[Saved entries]
Content starts

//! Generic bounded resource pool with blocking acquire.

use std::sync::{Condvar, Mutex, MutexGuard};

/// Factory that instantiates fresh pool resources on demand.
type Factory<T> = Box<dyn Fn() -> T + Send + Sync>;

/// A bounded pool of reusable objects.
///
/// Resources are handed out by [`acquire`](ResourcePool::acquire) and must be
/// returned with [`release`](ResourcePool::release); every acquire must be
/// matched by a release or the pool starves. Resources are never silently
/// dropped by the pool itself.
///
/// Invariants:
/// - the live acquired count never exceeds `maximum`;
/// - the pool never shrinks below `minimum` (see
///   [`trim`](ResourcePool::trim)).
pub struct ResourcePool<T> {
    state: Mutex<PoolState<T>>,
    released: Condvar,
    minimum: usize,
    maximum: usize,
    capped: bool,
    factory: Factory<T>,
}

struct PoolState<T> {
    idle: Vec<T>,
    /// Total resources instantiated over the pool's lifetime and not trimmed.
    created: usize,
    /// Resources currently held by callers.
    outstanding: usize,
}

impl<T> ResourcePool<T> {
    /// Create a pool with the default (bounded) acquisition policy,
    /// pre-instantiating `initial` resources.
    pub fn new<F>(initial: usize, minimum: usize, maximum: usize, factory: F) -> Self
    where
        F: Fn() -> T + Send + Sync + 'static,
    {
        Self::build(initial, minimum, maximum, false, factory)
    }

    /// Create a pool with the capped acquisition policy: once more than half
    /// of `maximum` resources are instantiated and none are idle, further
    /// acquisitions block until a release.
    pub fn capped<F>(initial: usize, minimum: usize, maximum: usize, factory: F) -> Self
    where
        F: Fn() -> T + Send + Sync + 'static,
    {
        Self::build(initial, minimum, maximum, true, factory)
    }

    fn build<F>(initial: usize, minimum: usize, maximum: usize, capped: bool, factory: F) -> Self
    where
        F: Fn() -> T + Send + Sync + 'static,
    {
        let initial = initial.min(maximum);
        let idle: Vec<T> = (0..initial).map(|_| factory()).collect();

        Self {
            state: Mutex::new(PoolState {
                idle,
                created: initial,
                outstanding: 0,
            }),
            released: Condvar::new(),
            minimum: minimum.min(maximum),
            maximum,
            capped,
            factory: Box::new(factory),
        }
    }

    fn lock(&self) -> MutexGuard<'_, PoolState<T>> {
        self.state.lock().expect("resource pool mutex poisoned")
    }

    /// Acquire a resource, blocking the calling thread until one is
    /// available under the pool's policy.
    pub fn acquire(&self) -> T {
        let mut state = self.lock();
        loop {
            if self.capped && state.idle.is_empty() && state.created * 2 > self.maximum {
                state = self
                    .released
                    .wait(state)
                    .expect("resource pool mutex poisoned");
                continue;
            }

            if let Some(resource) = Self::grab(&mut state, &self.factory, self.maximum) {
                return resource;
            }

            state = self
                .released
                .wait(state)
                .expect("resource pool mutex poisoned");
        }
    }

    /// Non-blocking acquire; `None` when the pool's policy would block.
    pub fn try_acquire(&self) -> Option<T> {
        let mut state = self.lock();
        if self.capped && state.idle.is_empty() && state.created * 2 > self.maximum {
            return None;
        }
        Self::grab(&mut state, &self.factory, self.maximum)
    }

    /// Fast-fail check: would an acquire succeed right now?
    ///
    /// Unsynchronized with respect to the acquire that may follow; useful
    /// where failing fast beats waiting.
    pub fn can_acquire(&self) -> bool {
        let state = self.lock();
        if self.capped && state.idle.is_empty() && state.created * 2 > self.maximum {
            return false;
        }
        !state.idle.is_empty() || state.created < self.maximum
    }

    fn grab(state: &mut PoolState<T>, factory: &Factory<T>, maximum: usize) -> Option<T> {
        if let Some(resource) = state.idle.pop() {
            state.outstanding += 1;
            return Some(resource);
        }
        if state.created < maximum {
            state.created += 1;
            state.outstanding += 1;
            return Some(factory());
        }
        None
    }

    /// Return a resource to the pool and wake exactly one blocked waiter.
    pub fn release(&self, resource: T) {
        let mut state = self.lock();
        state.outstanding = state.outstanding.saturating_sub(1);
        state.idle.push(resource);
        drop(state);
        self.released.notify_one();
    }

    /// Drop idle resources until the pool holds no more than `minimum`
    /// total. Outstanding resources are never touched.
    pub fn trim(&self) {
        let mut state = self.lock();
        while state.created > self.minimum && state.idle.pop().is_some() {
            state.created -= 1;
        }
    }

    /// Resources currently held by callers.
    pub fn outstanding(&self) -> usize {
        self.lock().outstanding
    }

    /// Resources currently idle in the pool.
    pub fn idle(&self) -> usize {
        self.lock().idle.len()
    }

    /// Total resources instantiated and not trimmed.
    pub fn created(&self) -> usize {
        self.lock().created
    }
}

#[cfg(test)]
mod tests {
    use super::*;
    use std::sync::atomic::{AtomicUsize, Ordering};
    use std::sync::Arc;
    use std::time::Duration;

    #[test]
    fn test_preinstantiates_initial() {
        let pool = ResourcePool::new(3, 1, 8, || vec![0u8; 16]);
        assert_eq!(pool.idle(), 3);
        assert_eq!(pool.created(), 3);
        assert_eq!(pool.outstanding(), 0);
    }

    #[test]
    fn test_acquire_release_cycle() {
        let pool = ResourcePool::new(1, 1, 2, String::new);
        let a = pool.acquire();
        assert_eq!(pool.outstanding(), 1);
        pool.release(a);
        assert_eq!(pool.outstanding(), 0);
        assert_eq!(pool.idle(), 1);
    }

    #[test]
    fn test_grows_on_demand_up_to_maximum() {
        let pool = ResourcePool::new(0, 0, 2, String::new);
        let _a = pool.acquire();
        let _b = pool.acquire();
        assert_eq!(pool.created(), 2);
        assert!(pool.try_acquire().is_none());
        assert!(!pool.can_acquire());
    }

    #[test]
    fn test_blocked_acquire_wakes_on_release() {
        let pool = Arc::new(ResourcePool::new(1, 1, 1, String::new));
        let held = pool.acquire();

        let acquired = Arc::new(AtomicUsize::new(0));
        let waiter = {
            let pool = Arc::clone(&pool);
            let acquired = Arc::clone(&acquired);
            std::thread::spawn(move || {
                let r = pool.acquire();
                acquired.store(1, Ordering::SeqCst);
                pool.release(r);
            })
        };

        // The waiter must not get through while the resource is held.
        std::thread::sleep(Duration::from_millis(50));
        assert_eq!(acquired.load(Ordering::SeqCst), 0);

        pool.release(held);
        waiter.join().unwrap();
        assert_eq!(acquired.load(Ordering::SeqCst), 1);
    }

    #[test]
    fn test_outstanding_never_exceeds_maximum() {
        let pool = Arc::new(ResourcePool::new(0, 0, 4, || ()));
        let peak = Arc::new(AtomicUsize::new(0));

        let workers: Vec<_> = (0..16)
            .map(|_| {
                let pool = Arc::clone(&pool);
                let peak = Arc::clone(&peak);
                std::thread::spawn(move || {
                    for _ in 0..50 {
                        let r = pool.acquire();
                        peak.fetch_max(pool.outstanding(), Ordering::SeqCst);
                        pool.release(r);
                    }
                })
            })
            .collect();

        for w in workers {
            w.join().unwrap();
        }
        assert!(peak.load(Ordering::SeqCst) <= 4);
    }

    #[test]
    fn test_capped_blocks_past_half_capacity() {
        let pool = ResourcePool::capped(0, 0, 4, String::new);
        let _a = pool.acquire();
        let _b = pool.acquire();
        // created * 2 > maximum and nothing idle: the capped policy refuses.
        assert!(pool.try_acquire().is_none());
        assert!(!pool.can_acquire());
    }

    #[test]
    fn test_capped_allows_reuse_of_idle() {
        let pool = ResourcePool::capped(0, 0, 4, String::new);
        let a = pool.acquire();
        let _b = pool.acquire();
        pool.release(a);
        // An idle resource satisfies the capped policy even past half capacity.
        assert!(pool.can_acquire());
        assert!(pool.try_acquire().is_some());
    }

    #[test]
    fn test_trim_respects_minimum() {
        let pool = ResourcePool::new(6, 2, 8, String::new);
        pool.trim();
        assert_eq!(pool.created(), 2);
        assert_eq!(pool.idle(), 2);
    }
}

Content ends
Content starts

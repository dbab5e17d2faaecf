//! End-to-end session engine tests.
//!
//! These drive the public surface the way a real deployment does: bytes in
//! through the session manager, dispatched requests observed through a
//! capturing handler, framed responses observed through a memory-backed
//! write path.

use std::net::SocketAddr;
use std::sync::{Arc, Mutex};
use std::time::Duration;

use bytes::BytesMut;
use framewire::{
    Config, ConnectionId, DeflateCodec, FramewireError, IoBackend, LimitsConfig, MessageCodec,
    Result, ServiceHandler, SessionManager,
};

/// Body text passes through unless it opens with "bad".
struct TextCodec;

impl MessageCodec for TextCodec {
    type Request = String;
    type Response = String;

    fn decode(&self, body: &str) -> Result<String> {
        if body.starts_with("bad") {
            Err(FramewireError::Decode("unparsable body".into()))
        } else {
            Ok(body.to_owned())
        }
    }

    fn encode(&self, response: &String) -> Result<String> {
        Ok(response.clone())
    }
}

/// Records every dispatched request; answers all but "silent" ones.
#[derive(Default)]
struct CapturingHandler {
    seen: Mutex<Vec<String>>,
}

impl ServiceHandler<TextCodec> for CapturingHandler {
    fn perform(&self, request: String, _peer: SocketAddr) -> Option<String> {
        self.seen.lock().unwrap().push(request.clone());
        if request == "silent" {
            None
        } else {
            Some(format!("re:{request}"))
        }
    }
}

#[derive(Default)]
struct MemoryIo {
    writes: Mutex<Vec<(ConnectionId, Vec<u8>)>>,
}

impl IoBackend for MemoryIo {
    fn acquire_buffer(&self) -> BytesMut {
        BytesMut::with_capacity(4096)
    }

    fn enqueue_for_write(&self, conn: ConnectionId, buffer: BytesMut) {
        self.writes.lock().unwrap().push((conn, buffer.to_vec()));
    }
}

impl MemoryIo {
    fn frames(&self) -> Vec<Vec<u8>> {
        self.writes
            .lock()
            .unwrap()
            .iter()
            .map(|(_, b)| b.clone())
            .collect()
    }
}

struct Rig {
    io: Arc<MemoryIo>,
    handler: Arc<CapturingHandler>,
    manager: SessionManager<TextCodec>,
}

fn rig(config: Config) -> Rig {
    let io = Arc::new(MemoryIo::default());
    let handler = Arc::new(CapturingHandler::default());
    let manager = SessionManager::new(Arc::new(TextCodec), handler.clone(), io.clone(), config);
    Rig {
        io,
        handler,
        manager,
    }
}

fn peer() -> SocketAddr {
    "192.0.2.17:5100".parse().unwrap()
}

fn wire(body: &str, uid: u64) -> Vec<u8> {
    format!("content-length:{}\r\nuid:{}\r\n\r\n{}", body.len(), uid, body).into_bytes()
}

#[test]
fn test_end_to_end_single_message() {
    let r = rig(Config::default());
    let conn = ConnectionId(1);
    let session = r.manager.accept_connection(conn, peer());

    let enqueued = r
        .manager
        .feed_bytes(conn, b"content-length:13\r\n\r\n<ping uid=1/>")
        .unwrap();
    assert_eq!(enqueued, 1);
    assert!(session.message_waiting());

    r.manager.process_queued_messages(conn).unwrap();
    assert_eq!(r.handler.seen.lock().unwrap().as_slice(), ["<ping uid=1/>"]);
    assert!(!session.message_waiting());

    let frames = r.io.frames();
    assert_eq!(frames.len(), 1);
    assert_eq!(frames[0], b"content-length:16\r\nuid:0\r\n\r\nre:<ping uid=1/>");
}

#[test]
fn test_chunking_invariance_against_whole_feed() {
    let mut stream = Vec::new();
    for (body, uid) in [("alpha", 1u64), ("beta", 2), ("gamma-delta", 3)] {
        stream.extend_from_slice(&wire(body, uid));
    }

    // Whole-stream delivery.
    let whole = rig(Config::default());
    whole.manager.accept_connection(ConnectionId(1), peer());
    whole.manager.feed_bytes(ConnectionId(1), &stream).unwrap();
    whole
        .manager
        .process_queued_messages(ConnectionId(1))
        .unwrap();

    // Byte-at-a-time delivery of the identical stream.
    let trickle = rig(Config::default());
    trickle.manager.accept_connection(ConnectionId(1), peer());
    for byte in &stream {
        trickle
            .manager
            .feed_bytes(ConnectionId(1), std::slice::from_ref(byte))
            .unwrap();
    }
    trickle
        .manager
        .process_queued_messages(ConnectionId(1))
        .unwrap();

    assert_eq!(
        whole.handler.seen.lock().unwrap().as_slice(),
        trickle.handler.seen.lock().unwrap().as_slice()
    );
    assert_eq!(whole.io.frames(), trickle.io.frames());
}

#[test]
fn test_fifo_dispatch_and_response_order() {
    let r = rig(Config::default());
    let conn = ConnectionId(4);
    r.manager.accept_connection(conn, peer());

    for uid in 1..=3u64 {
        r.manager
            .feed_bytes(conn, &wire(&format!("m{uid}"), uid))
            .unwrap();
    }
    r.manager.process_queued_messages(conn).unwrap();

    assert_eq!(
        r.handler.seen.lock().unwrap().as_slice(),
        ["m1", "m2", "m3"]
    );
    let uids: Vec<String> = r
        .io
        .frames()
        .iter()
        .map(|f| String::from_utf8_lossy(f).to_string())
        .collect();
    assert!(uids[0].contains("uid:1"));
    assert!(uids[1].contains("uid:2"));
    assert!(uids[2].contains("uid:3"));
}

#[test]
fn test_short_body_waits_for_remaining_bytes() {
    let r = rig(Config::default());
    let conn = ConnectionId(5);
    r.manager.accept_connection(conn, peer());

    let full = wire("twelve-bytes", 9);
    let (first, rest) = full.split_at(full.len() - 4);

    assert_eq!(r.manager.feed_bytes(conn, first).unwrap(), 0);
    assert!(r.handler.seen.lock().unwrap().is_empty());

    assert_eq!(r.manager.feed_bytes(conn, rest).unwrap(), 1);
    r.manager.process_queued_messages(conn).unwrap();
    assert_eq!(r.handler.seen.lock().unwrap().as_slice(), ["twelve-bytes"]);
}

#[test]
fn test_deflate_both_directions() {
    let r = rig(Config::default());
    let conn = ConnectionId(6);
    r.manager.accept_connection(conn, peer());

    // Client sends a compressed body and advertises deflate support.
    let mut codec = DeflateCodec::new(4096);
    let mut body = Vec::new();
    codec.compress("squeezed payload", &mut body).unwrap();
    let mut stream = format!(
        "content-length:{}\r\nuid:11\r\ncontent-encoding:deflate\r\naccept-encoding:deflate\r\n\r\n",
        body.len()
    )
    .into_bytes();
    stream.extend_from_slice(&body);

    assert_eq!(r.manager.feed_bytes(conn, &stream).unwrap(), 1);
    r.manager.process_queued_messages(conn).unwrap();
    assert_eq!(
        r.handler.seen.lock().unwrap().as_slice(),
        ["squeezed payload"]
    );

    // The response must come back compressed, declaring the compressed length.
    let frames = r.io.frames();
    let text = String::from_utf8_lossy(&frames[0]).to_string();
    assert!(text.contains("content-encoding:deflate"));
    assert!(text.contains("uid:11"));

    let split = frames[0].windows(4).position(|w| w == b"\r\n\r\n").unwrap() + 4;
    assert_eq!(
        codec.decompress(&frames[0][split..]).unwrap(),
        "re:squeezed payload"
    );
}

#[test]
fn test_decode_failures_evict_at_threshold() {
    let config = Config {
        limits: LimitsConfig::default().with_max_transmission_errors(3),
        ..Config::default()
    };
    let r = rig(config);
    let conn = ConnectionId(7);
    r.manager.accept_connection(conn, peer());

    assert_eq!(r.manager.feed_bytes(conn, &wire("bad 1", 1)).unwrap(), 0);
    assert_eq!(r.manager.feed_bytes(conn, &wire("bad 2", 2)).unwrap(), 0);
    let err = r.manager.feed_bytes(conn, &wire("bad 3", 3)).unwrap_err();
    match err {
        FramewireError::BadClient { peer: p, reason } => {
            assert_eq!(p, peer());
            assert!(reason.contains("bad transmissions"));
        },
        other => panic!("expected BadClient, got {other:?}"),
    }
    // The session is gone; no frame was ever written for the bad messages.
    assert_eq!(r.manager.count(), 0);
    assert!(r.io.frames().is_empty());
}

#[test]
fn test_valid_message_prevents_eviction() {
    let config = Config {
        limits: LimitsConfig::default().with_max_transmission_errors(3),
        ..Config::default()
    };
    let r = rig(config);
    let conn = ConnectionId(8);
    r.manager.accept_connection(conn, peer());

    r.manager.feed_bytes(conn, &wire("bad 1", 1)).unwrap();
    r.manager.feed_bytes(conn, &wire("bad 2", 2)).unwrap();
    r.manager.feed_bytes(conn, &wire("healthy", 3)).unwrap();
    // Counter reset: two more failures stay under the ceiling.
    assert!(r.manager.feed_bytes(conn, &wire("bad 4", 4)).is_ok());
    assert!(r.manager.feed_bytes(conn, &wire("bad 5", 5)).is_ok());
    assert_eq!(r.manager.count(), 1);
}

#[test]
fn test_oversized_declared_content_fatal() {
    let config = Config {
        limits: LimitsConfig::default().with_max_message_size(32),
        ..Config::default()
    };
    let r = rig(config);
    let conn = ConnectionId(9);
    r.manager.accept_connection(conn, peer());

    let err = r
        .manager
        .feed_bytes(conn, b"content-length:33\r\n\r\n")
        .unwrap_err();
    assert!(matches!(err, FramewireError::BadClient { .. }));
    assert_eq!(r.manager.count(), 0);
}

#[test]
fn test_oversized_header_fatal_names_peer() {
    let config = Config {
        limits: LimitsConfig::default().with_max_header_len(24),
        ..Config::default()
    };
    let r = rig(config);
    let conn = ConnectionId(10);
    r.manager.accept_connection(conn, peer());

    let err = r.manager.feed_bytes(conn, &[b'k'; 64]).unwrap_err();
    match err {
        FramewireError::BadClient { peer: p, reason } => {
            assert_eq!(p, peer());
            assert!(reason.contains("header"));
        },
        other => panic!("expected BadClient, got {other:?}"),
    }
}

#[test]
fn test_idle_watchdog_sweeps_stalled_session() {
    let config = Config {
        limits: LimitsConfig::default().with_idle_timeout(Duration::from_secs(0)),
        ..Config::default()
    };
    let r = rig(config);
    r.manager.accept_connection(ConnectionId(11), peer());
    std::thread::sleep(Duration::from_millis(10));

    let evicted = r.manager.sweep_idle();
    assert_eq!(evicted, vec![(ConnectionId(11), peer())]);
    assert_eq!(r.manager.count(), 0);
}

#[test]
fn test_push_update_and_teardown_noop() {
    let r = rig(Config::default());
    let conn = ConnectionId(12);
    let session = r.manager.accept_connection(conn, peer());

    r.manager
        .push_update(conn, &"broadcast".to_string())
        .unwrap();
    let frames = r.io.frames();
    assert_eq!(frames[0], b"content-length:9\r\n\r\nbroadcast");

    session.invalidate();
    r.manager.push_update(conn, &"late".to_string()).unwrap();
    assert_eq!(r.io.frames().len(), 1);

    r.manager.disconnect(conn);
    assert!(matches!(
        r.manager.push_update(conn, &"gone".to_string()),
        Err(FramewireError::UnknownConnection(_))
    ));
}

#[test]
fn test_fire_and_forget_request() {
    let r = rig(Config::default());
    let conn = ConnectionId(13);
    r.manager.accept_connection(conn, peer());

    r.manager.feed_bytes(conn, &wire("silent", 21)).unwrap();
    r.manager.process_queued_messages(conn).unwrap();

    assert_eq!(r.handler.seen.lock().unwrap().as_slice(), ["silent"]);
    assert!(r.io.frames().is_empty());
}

Content ends

[What needs to be done]:
Take exactly the lines from the one containing "let (first, rest)" through the one containing "let conn = ConnectionId(6);" in the data above, and output them with nothing added.

[Solution for this task]:
    let (first, rest) = full.split_at(full.len() - 4);

    assert_eq!(r.manager.feed_bytes(conn, first).unwrap(), 0);
    assert!(r.handler.seen.lock().unwrap().is_empty());

    assert_eq!(r.manager.feed_bytes(conn, rest).unwrap(), 1);
    r.manager.process_queued_messages(conn).unwrap();
    assert_eq!(r.handler.seen.lock().unwrap().as_slice(), ["twelve-bytes"]);
}

#[test]
fn test_deflate_both_directions() {
    let r = rig(Config::default());
    let conn = ConnectionId(6);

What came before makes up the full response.